*TASK GOAL:*
Range to reproduce from the entries below: the line with "let stale_item_count = stale.len()", the line with "return Err(EngineError::InvalidTicker(ticker.to_string()));", and every line in between. Give them exactly and give nothing else.

Saved entries
*** Block opens ***

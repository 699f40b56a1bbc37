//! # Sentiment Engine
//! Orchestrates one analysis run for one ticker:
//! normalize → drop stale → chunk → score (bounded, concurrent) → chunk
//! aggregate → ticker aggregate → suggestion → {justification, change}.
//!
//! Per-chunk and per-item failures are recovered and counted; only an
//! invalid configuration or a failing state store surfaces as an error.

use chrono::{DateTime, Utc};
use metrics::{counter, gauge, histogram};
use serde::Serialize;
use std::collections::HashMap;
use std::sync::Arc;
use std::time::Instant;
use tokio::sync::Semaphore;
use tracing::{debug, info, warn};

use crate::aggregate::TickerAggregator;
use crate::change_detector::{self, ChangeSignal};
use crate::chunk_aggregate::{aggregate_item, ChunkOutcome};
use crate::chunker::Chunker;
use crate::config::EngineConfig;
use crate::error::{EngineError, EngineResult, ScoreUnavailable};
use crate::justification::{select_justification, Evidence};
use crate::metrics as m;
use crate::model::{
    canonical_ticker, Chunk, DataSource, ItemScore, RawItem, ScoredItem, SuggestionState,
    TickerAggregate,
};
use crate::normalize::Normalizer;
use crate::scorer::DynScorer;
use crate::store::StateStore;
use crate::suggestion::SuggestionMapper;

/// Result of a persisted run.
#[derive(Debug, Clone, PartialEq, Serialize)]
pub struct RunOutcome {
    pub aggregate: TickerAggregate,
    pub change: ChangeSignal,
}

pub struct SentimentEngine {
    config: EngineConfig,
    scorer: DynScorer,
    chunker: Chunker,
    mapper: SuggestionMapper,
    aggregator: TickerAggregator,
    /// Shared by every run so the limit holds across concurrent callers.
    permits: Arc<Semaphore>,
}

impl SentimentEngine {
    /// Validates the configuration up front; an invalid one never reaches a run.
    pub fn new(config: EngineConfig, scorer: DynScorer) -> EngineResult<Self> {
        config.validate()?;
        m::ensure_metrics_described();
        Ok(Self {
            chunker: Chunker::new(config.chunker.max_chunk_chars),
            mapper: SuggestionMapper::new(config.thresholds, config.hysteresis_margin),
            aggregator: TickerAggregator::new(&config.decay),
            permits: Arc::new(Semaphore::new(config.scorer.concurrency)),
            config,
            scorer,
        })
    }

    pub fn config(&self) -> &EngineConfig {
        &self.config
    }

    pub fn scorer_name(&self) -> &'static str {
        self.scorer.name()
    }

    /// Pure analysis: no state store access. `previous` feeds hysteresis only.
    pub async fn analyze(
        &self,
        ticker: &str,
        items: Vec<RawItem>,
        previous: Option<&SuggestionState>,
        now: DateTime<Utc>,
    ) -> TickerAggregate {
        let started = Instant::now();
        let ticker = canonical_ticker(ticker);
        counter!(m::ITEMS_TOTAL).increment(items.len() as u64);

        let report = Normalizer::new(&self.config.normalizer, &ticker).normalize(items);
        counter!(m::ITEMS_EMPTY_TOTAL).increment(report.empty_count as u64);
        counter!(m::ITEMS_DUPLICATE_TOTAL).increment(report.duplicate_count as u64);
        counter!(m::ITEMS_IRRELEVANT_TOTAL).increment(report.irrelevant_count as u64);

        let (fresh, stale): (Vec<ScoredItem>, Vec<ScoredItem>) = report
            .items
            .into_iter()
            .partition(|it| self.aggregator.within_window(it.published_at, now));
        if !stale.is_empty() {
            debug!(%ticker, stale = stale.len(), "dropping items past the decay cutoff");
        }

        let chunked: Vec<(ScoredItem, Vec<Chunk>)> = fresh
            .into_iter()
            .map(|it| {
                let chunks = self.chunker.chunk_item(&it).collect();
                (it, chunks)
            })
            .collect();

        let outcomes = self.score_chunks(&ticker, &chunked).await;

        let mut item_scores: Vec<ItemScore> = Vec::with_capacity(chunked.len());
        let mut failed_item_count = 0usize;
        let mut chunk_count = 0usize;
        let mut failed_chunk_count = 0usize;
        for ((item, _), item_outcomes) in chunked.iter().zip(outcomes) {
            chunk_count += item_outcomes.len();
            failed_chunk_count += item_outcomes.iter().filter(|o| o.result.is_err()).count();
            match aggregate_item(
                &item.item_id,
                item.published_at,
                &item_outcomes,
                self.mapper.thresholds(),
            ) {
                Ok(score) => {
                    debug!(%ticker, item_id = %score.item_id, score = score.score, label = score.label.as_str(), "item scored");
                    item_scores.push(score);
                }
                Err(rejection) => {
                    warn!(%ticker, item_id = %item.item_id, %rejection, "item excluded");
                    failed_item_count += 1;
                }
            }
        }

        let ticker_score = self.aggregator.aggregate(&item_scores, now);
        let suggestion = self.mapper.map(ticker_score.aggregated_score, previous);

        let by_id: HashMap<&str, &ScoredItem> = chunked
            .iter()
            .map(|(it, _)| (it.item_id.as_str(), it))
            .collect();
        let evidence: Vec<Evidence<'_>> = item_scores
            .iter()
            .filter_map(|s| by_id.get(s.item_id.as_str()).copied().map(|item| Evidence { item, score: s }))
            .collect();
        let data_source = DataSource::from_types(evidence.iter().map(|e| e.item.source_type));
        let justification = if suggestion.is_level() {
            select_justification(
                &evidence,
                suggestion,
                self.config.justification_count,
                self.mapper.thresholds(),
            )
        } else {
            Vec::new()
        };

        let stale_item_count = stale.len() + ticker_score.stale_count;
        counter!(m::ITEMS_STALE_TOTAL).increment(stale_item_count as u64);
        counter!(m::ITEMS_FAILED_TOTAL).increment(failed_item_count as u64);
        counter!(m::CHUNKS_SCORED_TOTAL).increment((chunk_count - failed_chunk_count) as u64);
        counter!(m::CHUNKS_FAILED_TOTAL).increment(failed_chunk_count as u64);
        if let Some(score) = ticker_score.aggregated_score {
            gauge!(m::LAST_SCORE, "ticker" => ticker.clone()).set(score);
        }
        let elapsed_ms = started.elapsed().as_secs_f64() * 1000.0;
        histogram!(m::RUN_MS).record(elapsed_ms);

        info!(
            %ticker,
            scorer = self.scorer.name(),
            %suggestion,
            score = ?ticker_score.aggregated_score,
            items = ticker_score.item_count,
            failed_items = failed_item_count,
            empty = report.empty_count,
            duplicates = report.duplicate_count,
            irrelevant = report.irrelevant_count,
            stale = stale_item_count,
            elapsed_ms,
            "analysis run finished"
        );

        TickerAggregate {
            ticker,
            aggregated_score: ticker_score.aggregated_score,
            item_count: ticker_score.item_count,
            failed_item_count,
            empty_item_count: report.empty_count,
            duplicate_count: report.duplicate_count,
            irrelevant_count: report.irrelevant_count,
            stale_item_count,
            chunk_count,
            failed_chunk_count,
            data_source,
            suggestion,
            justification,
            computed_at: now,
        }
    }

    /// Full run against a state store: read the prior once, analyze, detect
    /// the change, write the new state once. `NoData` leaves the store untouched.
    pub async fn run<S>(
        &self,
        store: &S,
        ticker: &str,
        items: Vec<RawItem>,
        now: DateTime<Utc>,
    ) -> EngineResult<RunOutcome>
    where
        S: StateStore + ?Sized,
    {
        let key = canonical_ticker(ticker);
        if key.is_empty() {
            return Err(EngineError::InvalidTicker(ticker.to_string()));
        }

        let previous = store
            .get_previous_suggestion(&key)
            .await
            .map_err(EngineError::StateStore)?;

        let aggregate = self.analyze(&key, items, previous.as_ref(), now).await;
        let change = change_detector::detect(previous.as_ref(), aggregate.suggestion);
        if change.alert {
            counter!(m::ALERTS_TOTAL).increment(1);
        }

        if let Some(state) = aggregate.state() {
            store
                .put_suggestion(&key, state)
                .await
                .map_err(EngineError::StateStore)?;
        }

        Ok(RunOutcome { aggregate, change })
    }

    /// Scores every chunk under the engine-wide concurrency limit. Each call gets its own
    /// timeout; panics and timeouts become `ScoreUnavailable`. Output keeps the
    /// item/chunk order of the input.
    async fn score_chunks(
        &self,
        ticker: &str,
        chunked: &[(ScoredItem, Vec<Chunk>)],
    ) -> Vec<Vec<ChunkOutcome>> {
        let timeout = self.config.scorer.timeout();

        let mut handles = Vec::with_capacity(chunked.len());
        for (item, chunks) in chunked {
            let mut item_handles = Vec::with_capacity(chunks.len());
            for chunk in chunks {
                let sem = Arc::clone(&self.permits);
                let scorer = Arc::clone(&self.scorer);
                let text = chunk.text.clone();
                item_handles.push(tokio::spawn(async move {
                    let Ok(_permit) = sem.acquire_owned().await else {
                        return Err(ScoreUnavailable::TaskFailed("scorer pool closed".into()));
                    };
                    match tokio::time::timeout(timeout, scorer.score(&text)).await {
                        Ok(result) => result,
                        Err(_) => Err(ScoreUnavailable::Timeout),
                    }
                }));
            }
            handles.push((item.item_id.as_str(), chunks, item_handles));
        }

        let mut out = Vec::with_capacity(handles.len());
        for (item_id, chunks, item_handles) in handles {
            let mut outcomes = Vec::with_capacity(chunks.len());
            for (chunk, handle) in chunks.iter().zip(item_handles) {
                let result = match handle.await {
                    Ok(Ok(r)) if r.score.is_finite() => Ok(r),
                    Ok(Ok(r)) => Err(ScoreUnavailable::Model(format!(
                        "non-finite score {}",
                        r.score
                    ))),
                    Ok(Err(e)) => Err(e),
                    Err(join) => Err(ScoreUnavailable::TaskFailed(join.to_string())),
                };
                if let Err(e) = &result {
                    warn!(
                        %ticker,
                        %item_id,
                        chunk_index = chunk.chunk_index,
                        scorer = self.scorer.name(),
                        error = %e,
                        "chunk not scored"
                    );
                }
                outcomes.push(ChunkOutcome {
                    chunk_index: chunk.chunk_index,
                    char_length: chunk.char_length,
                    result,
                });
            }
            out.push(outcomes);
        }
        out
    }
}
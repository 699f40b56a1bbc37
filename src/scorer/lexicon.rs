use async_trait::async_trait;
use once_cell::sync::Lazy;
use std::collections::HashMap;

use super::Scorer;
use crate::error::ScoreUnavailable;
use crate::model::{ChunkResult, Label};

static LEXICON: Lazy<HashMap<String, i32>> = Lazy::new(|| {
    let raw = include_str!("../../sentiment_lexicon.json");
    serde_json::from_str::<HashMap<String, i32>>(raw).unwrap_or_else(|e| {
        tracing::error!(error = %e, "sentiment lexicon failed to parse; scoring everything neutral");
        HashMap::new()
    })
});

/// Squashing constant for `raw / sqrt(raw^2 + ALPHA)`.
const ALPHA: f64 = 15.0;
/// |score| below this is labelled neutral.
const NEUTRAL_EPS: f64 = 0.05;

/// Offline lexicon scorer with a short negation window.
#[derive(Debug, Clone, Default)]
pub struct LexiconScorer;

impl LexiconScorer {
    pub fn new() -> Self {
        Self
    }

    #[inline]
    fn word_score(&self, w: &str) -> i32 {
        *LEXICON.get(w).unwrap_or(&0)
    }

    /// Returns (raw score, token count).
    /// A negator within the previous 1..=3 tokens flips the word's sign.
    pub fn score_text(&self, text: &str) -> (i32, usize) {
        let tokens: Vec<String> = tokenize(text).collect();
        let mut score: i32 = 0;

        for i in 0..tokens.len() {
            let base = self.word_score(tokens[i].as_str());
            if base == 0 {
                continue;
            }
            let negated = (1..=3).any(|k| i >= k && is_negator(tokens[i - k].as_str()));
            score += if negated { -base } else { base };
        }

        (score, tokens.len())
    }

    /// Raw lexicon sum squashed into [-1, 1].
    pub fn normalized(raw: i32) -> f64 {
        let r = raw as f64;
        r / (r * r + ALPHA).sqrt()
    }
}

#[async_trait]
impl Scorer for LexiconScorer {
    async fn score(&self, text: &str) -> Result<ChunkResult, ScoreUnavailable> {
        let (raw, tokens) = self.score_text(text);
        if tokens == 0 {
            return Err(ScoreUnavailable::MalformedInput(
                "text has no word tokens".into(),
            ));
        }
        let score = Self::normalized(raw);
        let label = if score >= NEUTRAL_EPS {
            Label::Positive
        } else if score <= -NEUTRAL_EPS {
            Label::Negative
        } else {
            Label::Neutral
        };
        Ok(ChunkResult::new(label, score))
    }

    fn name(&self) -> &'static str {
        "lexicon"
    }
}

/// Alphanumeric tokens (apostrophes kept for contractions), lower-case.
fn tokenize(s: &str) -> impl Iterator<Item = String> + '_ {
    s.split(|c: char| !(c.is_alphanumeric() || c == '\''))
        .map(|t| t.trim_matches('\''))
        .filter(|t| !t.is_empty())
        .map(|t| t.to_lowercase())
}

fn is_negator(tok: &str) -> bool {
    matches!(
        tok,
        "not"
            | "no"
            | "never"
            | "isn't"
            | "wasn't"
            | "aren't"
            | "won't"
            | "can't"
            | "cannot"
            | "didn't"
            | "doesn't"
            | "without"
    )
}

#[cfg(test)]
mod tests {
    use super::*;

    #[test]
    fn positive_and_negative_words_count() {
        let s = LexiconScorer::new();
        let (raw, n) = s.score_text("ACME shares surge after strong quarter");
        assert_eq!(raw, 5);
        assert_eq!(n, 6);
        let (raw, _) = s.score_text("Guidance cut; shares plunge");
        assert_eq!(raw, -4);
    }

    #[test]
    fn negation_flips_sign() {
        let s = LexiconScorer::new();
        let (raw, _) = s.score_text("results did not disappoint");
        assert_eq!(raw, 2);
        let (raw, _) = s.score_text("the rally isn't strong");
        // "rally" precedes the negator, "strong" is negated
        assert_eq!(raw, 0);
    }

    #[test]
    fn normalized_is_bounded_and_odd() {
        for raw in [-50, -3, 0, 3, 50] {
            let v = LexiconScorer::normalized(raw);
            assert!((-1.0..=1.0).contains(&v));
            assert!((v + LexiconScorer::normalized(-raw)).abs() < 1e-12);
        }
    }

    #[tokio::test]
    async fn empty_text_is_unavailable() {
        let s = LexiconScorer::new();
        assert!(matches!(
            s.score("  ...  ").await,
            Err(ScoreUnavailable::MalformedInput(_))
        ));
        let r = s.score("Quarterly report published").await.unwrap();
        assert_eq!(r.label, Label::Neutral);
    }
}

*** Block closes ***
*** Block opens ***

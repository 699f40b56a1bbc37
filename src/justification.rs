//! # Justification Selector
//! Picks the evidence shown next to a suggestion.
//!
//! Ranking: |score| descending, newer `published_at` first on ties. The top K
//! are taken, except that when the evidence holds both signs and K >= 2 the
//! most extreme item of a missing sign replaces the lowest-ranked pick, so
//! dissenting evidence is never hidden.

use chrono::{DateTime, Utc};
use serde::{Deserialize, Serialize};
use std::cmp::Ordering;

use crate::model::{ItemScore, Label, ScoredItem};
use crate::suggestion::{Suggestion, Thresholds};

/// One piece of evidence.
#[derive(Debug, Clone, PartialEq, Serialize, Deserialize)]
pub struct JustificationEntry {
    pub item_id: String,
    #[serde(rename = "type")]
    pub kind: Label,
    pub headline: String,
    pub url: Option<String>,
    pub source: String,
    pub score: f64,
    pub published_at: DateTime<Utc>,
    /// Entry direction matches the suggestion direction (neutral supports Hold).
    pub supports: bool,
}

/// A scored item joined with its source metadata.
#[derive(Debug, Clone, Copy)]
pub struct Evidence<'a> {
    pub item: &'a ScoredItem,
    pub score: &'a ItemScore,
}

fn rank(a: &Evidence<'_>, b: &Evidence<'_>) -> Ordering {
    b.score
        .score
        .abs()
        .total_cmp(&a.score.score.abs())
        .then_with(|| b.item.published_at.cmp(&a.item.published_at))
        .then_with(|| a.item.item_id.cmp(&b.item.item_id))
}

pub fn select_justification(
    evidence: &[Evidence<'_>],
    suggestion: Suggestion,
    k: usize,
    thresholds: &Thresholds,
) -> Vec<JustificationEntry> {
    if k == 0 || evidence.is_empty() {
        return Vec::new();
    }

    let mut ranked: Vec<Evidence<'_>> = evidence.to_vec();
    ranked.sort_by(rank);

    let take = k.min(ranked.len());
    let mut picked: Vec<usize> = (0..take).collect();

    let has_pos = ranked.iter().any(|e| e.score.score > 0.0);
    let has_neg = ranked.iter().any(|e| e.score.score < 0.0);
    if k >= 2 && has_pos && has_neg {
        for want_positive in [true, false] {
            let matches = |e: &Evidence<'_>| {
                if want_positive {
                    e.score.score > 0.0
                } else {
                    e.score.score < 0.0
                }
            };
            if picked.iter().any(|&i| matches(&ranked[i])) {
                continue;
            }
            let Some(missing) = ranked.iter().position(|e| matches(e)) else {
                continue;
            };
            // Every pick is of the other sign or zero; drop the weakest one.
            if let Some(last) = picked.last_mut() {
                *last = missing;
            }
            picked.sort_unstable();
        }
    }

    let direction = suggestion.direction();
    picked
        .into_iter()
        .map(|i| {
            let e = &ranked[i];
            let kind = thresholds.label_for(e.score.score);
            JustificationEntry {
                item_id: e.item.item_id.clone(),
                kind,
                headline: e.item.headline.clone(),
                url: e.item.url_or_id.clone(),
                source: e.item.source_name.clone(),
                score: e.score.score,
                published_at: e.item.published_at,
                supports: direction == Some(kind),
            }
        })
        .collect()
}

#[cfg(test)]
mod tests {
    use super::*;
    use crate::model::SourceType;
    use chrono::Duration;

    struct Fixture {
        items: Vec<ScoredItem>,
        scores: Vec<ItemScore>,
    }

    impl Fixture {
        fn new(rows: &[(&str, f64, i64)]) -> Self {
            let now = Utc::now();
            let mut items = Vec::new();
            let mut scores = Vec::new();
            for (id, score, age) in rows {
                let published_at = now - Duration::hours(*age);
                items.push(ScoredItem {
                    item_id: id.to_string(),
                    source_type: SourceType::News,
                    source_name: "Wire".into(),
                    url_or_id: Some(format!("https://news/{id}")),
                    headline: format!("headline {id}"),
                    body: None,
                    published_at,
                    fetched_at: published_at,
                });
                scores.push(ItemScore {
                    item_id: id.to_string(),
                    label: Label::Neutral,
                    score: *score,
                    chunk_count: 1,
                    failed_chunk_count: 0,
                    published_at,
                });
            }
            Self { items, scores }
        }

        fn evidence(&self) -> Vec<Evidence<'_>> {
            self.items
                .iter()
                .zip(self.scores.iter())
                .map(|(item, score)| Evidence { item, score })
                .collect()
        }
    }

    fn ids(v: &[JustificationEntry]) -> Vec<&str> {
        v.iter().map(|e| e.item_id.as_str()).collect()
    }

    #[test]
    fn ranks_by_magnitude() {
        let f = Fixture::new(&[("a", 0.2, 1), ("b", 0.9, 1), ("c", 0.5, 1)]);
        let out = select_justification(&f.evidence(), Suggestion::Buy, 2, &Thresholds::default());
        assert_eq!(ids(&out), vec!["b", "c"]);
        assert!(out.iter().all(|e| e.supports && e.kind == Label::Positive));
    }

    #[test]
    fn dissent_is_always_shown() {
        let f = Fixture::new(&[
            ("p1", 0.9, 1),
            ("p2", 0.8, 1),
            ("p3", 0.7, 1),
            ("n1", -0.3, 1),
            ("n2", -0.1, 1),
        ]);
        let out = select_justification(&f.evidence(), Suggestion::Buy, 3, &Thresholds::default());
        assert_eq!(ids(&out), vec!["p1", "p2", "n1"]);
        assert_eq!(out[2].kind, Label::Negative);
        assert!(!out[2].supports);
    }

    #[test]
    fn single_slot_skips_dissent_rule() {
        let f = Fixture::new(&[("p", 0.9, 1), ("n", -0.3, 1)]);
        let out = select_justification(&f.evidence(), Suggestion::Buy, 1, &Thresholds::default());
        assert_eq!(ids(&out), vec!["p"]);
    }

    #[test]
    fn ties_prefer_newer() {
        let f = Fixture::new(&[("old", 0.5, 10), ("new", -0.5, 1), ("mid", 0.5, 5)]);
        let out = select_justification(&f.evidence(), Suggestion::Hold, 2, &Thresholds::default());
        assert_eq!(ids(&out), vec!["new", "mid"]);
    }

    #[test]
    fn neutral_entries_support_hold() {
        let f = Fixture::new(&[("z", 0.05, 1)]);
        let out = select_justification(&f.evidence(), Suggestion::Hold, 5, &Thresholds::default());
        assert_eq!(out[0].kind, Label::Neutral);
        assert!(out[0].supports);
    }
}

*** Block closes ***

*RESPONSE:*
        let stale_item_count = stale.len() + ticker_score.stale_count;
        counter!(m::ITEMS_STALE_TOTAL).increment(stale_item_count as u64);
        counter!(m::ITEMS_FAILED_TOTAL).increment(failed_item_count as u64);
        counter!(m::CHUNKS_SCORED_TOTAL).increment((chunk_count - failed_chunk_count) as u64);
        counter!(m::CHUNKS_FAILED_TOTAL).increment(failed_chunk_count as u64);
        if let Some(score) = ticker_score.aggregated_score {
            gauge!(m::LAST_SCORE, "ticker" => ticker.clone()).set(score);
        }
        let elapsed_ms = started.elapsed().as_secs_f64() * 1000.0;
        histogram!(m::RUN_MS).record(elapsed_ms);

        info!(
            %ticker,
            scorer = self.scorer.name(),
            %suggestion,
            score = ?ticker_score.aggregated_score,
            items = ticker_score.item_count,
            failed_items = failed_item_count,
            empty = report.empty_count,
            duplicates = report.duplicate_count,
            irrelevant = report.irrelevant_count,
            stale = stale_item_count,
            elapsed_ms,
            "analysis run finished"
        );

        TickerAggregate {
            ticker,
            aggregated_score: ticker_score.aggregated_score,
            item_count: ticker_score.item_count,
            failed_item_count,
            empty_item_count: report.empty_count,
            duplicate_count: report.duplicate_count,
            irrelevant_count: report.irrelevant_count,
            stale_item_count,
            chunk_count,
            failed_chunk_count,
            data_source,
            suggestion,
            justification,
            computed_at: now,
        }
    }

    /// Full run against a state store: read the prior once, analyze, detect
    /// the change, write the new state once. `NoData` leaves the store untouched.
    pub async fn run<S>(
        &self,
        store: &S,
        ticker: &str,
        items: Vec<RawItem>,
        now: DateTime<Utc>,
    ) -> EngineResult<RunOutcome>
    where
        S: StateStore + ?Sized,
    {
        let key = canonical_ticker(ticker);
        if key.is_empty() {
            return Err(EngineError::InvalidTicker(ticker.to_string()));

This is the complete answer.